Attapeu is the southern most province in Laos and shares a border with Sekong in the North, Champasack in the West, Vietnam in the East and Cambodia in the South. The Bolaven Plateau is located in the Champasack Province and easily accessed from Pakse. Attapeu is where one can find many minority people. Nine major tribes are in Attapeu: Alak, Katang, Kaleum, Katou, Suay, Nge, Lave, Tahoy, Nyajeung. The capital town, Samakkhixay is built in a large picturesque valley surrounded by mountains and the loop upstream. Attapeu Province is rugged, wild and very scenic. Parts of the Ho Chi Minh Trail can be explored from Attapeu, although using a local guide is essential. In the early morning you can visit the traditional market, where many different minorities go to buy and sell their products.

It has a rich history dating back to the Lane Xang Kingdom in the 16th century, as evidenced by the ancient stupa That Saysetthathirath, which local people believe to house the remains of King Sayasetthathirath. In more recent history, the province became known as the “Land of Heroism” for its strong role in the revolution. There is evidence of the war remaining today, mostly concentrated in the eastern part of the province along the Ho Chi Minh Trail. Attapeu is well-known for its diverse population of Mon-Khmer speaking ethnic groups that still practice traditional livelihoods and swidden farming under a variety of ecological conditions. Some of the main ethnic groups are the Lavae (Brao) located in Phouvong District, the Oy found mostly at the edge of the Bolaven Plateau, the Tailiang in Attapeu town and the Alak located in the eastern parts of Attapeu Province near the border with Vietnam.

Nature abounds in Attapeu Province. There is an extensive river network which includes the Xekong, Xe Kaman and Xe Xou Rivers. One can travel the Xekong River along the border of Cambodia and then up in the Xe Pian River with access to Xe Pian National Protected Area (NPA). There are three waterfalls along the Xe Pian River. Tad Saepha, Tad Samongphak and Tad Saeponglaican, which can be reached by foot or by boat with a local guide. Tad Phapong, a waterfall on the Xe Xou River is accessible by trekking or boating and is noted for its many colorful rocks that line the riverside. Dong Amphanh NPA, located in the province’s north-east quadrant covers 1,975 km2 and has elevations ranging from 120 – 2,052 meters. The area is inhabited by a variety of rare and endangered species, including the buff-cheeked gibbon, Asiatic golden cat, clouded leopard, tiger, elephants and Trong Song muntjac. Some of Attapeu’s 280 bird species include the Siamese fireback, crested argus, the woolly-necked stork and rufous-winged buzzard. A remote and little known crater-lake called Nong Fa is the largest crater-lake in the country and has beautiful clear waters surrounded by pine forests. Exploration of these remote and beautiful area is possible with local guides.
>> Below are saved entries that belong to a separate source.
#[derive(Clone, Copy, Debug)]
pub struct RenderConfig {
    pub chars_per_cell: CharDimensions,
}

/// How many terminal characters one board cell occupies. Terminal glyphs
/// are roughly twice as tall as they are wide, so the default of 2x1 keeps
/// cells square on screen.
#[derive(Clone, Copy, Debug, PartialEq, Eq)]
pub struct CharDimensions {
    pub horizontal: usize,
    pub vertical: usize,
}

impl CharDimensions {
    pub fn new(horizontal: usize, vertical: usize) -> Self {
        Self {
            horizontal,
            vertical,
        }
    }
}

/// The render surface: a character grid addressed in board cells. A fresh
/// grid starts fully cleared; `fill_cell` stamps one cell's pattern.
pub struct CharGrid {
    grid: Vec<Vec<char>>,
    cell_columns: usize,
    cell_rows: usize,
    char_dims: CharDimensions,
}

impl CharGrid {
    pub fn new(cell_columns: usize, cell_rows: usize, char_dims: CharDimensions) -> Self {
        let physical_width = cell_columns * char_dims.horizontal;
        let physical_height = cell_rows * char_dims.vertical;
        let grid = vec![vec![' '; physical_width]; physical_height];
        Self {
            grid,
            cell_columns,
            cell_rows,
            char_dims,
        }
    }

    /// Stamp a pattern over the cell at grid coordinates `(x, y)`. Writes
    /// falling outside the grid are silently dropped.
    pub fn fill_cell(&mut self, x: usize, y: usize, pattern: &CharPattern) {
        let start_x = x * self.char_dims.horizontal;
        let start_y = y * self.char_dims.vertical;

        for (dy, row) in pattern.chars.iter().enumerate() {
            for (dx, &ch) in row.iter().enumerate() {
                if let Some(grid_row) = self.grid.get_mut(start_y + dy) {
                    if let Some(cell) = grid_row.get_mut(start_x + dx) {
                        *cell = ch;
                    }
                }
            }
        }
    }

    /// Reset every character back to blank.
    pub fn clear(&mut self) {
        for row in &mut self.grid {
            row.fill(' ');
        }
    }

    pub fn into_lines(self) -> Vec<Vec<char>> {
        self.grid
    }

    pub fn physical_width(&self) -> usize {
        self.cell_columns * self.char_dims.horizontal
    }

    pub fn physical_height(&self) -> usize {
        self.cell_rows * self.char_dims.vertical
    }
}

/// The characters drawn for a single board cell.
#[derive(Clone, Debug)]
pub struct CharPattern {
    pub chars: Vec<Vec<char>>,
}

impl CharPattern {
    pub fn new(chars: Vec<Vec<char>>) -> Self {
        Self { chars }
    }

    pub fn single(ch: char, dims: CharDimensions) -> Self {
        let chars = vec![vec![ch; dims.horizontal]; dims.vertical];
        Self { chars }
    }

    pub fn empty(dims: CharDimensions) -> Self {
        Self::single(' ', dims)
    }
}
The ancient art of traditional pottery is still practiced in Attapeu, including the production of large vessels used to hold rice wine called lao hai, Also unique are the crafts of the Taliang people which include weavings, bamboo baskets, bows and arrows, pipes and jewelry.

The main festivals of Attapeu belong to its many ethnic groups. Festivals of note (typically celebrated in February) are Boun Kin Ard of the Alak, Taliang and Ye groups and Boun Kin Aleub of the Lavae and Oy groups.